(Saved data entries)
···
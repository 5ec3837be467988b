use crate::{
    animation::player::TransitionSpec,
    binder::session::{BindingSession, Disposable, Teardown},
    foundation::{
        core::{RowKey, SectionId, SessionId},
        error::{RevealError, RevealResult},
        math::Fnv1a64,
    },
    input::listeners::ListenerKind,
    marquee::timeline::{MarqueeConfig, MarqueeHandler},
    scene::stage::NodeId,
    trigger::{
        actions::TriggerMode,
        handlers::{EntranceHandler, ScrubHandler},
        registry::TriggerHandler,
        window::TriggerWindow,
    },
};

/// Nodes of one mounted section.
#[derive(Clone, Debug, Default, PartialEq, serde::Serialize)]
pub struct SectionLayout {
    /// Section container; pinned by marquee timelines.
    pub container: Option<NodeId>,
    /// Horizontal rule above the heading.
    pub rule: Option<NodeId>,
    /// Section heading.
    pub heading: Option<NodeId>,
    /// Rows, in display order.
    pub rows: Vec<(RowKey, NodeId)>,
}

impl SectionLayout {
    /// Identity of the row collection: the ordered row keys.
    pub fn identity(&self) -> u64 {
        let mut h = Fnv1a64::new_default();
        h.write_u64(self.rows.len() as u64);
        for (key, _) in &self.rows {
            h.write_str(key.as_str());
        }
        h.finish()
    }
}

/// A transition together with the trigger that drives it.
#[derive(Clone, Debug, PartialEq, serde::Serialize, serde::Deserialize)]
pub struct EntranceSpec {
    /// What to animate.
    pub transition: TransitionSpec,
    /// When to animate it.
    pub window: TriggerWindow,
    /// Toggle actions or scrub.
    pub mode: TriggerMode,
}

impl EntranceSpec {
    /// Check the transition.
    pub fn validate(&self) -> RevealResult<()> {
        self.transition.validate()?;
        if let TriggerMode::Scrub { lag_ms } = self.mode
            && (!lag_ms.is_finite() || lag_ms < 0.0)
        {
            return Err(RevealError::validation(format!(
                "{}: scrub lag must be >= 0",
                self.transition.name
            )));
        }
        Ok(())
    }
}

/// How the rows of a section animate.
#[derive(Clone, Debug, PartialEq, serde::Serialize, serde::Deserialize)]
#[serde(rename_all = "snake_case")]
pub enum RowAnimation {
    /// Each row registers individually with this entrance.
    Entrance(EntranceSpec),
    /// One pinned timeline drifts all rows.
    Marquee(MarqueeConfig),
}

/// Everything a section binds on each render of its rows.
#[derive(Clone, Debug, PartialEq, serde::Serialize, serde::Deserialize)]
pub struct SectionAnimations {
    /// Row animation.
    pub rows: RowAnimation,
    /// Heading entrance, registered once per session.
    #[serde(default)]
    pub heading: Option<EntranceSpec>,
    /// Rule entrance, registered once per session.
    #[serde(default)]
    pub rule: Option<EntranceSpec>,
    /// Host events the section listens to while bound.
    #[serde(default)]
    pub listeners: Vec<ListenerKind>,
}

impl SectionAnimations {
    /// Check every spec.
    pub fn validate(&self) -> RevealResult<()> {
        match &self.rows {
            RowAnimation::Entrance(spec) => spec.validate()?,
            RowAnimation::Marquee(config) => config.validate()?,
        }
        for spec in [&self.heading, &self.rule].into_iter().flatten() {
            spec.validate()?;
        }
        Ok(())
    }
}

/// Binds a section's animations to its current rows and rebuilds them when the rows change.
///
/// At most one session is live at a time. A new row collection disposes the live session before
/// the next one is built, and a build that fails part way disposes what it had acquired.
#[derive(Debug)]
pub struct ListAnimationBinder {
    owner: SectionId,
    animations: SectionAnimations,
    live: Option<BindingSession>,
    sessions_built: u64,
}

impl ListAnimationBinder {
    /// Binder for section `owner`.
    pub fn new(owner: SectionId, animations: SectionAnimations) -> RevealResult<Self> {
        animations.validate()?;
        Ok(Self {
            owner,
            animations,
            live: None,
            sessions_built: 0,
        })
    }

    /// Dispose the live session and bind `layout` afresh.
    ///
    /// Elements already inside their window enter immediately.
    #[tracing::instrument(level = "debug", skip_all, fields(owner = %self.owner, rows = layout.rows.len()))]
    pub fn bind(&mut self, td: &mut Teardown<'_>, layout: &SectionLayout) -> RevealResult<SessionId> {
        self.dispose(td);

        self.sessions_built += 1;
        let id = SessionId(self.sessions_built);
        let mut session = BindingSession::new(id, self.owner, layout.identity());

        if let Err(err) = self.build(td, layout, &mut session) {
            session.dispose(td);
            tracing::warn!(%err, "binding failed, partial session disposed");
            return Err(err);
        }

        let report = td.registry.sync(td.stage, td.player);
        tracing::debug!(
            triggers = session.trigger_count(td.registry),
            listeners = session.listener_count(),
            entered = report.events,
            "session bound"
        );
        self.live = Some(session);
        Ok(id)
    }

    /// Rebind only if the row collection identity differs from the live session's.
    pub fn rebind_if_changed(
        &mut self,
        td: &mut Teardown<'_>,
        layout: &SectionLayout,
    ) -> RevealResult<bool> {
        if self
            .live
            .as_ref()
            .is_some_and(|s| s.identity() == layout.identity())
        {
            return Ok(false);
        }
        self.bind(td, layout)?;
        Ok(true)
    }

    fn build(
        &self,
        td: &mut Teardown<'_>,
        layout: &SectionLayout,
        session: &mut BindingSession,
    ) -> RevealResult<()> {
        for &kind in &self.animations.listeners {
            session.push(Disposable::Listener(td.listeners.acquire(kind, self.owner)));
        }

        if let (Some(spec), Some(node)) = (&self.animations.rule, layout.rule) {
            register_entrance(td, session, format!("{}/rule", self.owner), node, spec)?;
        }
        if let (Some(spec), Some(node)) = (&self.animations.heading, layout.heading) {
            register_entrance(td, session, format!("{}/heading", self.owner), node, spec)?;
        }

        match &self.animations.rows {
            RowAnimation::Entrance(spec) => {
                for (key, node) in &layout.rows {
                    register_entrance(td, session, format!("{}/{key}", self.owner), *node, spec)?;
                }
            }
            RowAnimation::Marquee(config) => {
                let Some(container) = layout.container else {
                    return Err(RevealError::validation(format!(
                        "{}: marquee needs a container node",
                        self.owner
                    )));
                };
                td.stage.require(container)?;
                let nodes: Vec<NodeId> = layout.rows.iter().map(|(_, n)| *n).collect();
                for node in &nodes {
                    td.stage.require(*node)?;
                }
                let handler = MarqueeHandler::attach(td.stage, td.player, config, container, &nodes);
                let h = td.registry.register(
                    format!("{}/marquee", self.owner),
                    container,
                    config.window(),
                    TriggerMode::Scrub {
                        lag_ms: config.lag_ms,
                    },
                    Box::new(handler),
                );
                session.push(Disposable::Trigger(h));
            }
        }
        Ok(())
    }

    /// Dispose the live session, if any. Safe to call repeatedly.
    pub fn dispose(&mut self, td: &mut Teardown<'_>) {
        if let Some(mut session) = self.live.take() {
            session.dispose(td);
        }
    }

    /// The live session.
    pub fn session(&self) -> Option<&BindingSession> {
        self.live.as_ref()
    }

    /// Owning section.
    pub fn owner(&self) -> SectionId {
        self.owner
    }

    /// Bound animations.
    pub fn animations(&self) -> &SectionAnimations {
        &self.animations
    }

    /// Sessions built so far, including failed ones.
    pub fn sessions_built(&self) -> u64 {
        self.sessions_built
    }
}

fn register_entrance(
    td: &mut Teardown<'_>,
    session: &mut BindingSession,
    key: String,
    node: NodeId,
    spec: &EntranceSpec,
) -> RevealResult<()> {
    td.stage.require(node)?;
    let bound = td.player.attach(td.stage, node, &spec.transition);
    let handler: Box<dyn TriggerHandler> = match spec.mode {
        TriggerMode::Toggle(actions) => {
            Box::new(EntranceHandler::new(spec.transition.clone(), actions, bound))
        }
        TriggerMode::Scrub { lag_ms } => {
            Box::new(ScrubHandler::new(spec.transition.clone(), lag_ms, bound))
        }
    };
    let h = td.registry.register(key, node, spec.window, spec.mode, handler);
    session.push(Disposable::Trigger(h));
    Ok(())
}

#[cfg(test)]
#[path = "../../tests/unit/binder/list.rs"]
mod tests;
use std::fmt;

use crate::foundation::error::{RevealError, RevealResult};

pub use kurbo::{Point, Rect, Size, Vec2};

/// Stable identity of a list row, as supplied by the row data source.
#[derive(
    Clone, Debug, PartialEq, Eq, PartialOrd, Ord, Hash, serde::Serialize, serde::Deserialize,
)]
#[serde(transparent)]
pub struct RowKey(pub String);

impl RowKey {
    /// Borrow the key as a string slice.
    pub fn as_str(&self) -> &str {
        &self.0
    }
}

impl fmt::Display for RowKey {
    fn fmt(&self, f: &mut fmt::Formatter<'_>) -> fmt::Result {
        f.write_str(&self.0)
    }
}

impl From<&str> for RowKey {
    fn from(value: &str) -> Self {
        Self(value.to_owned())
    }
}

impl From<String> for RowKey {
    fn from(value: String) -> Self {
        Self(value)
    }
}

impl From<usize> for RowKey {
    fn from(value: usize) -> Self {
        Self(value.to_string())
    }
}

/// Identity of one mounted section (one component instance).
#[derive(
    Clone, Copy, Debug, PartialEq, Eq, PartialOrd, Ord, Hash, serde::Serialize, serde::Deserialize,
)]
pub struct SectionId(pub u64);

impl fmt::Display for SectionId {
    fn fmt(&self, f: &mut fmt::Formatter<'_>) -> fmt::Result {
        write!(f, "section#{}", self.0)
    }
}

/// Identity of one binding session. A section builds a fresh session on every rebind.
#[derive(
    Clone, Copy, Debug, PartialEq, Eq, PartialOrd, Ord, Hash, serde::Serialize, serde::Deserialize,
)]
pub struct SessionId(pub u64);

/// Ambient viewport and document metrics read on every recompute.
#[derive(Clone, Copy, Debug, PartialEq, serde::Serialize, serde::Deserialize)]
pub struct ViewportMetrics {
    /// Vertical scroll offset of the document, in px.
    pub scroll_y: f64,
    /// Viewport width in px.
    pub width: f64,
    /// Viewport height in px.
    pub height: f64,
    /// Full document height in px.
    pub document_height: f64,
}

impl ViewportMetrics {
    /// Build metrics at scroll offset zero.
    pub fn new(width: f64, height: f64, document_height: f64) -> RevealResult<Self> {
        let m = Self {
            scroll_y: 0.0,
            width,
            height,
            document_height: document_height.max(height),
        };
        m.validate()?;
        Ok(m)
    }

    /// Check that all extents are finite and the viewport is non-empty.
    pub fn validate(&self) -> RevealResult<()> {
        let finite = [self.scroll_y, self.width, self.height, self.document_height]
            .iter()
            .all(|v| v.is_finite());
        if !finite {
            return Err(RevealError::validation("viewport metrics must be finite"));
        }
        if self.width <= 0.0 || self.height <= 0.0 {
            return Err(RevealError::validation(
                "viewport width and height must be > 0",
            ));
        }
        Ok(())
    }

    /// Largest reachable scroll offset.
    pub fn max_scroll(self) -> f64 {
        (self.document_height - self.height).max(0.0)
    }

    /// Same metrics at a new scroll offset, clamped to the scrollable range.
    pub fn with_scroll(self, scroll_y: f64) -> Self {
        let scroll_y = if scroll_y.is_finite() { scroll_y } else { 0.0 };
        Self {
            scroll_y: scroll_y.clamp(0.0, self.max_scroll()),
            ..self
        }
    }

    /// Same scroll offset with a new viewport and document size.
    pub fn resized(self, width: f64, height: f64, document_height: f64) -> RevealResult<Self> {
        let resized = Self {
            scroll_y: self.scroll_y,
            width,
            height,
            document_height: document_height.max(height),
        };
        resized.validate()?;
        Ok(resized.with_scroll(self.scroll_y))
    }

    /// Document-space y of the bottom edge of the viewport.
    pub fn visible_bottom(self) -> f64 {
        self.scroll_y + self.height
    }
}
//! Section presets, their stacked layout and link click-through.

pub(crate) mod layout;
pub(crate) mod links;
pub(crate) mod presets;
···
» **Exercise description**:
Every line that holds the word "once" should be copied from the records.

» **Reply**:
    /// Heading entrance, registered once per session.
    /// Rule entrance, registered once per session.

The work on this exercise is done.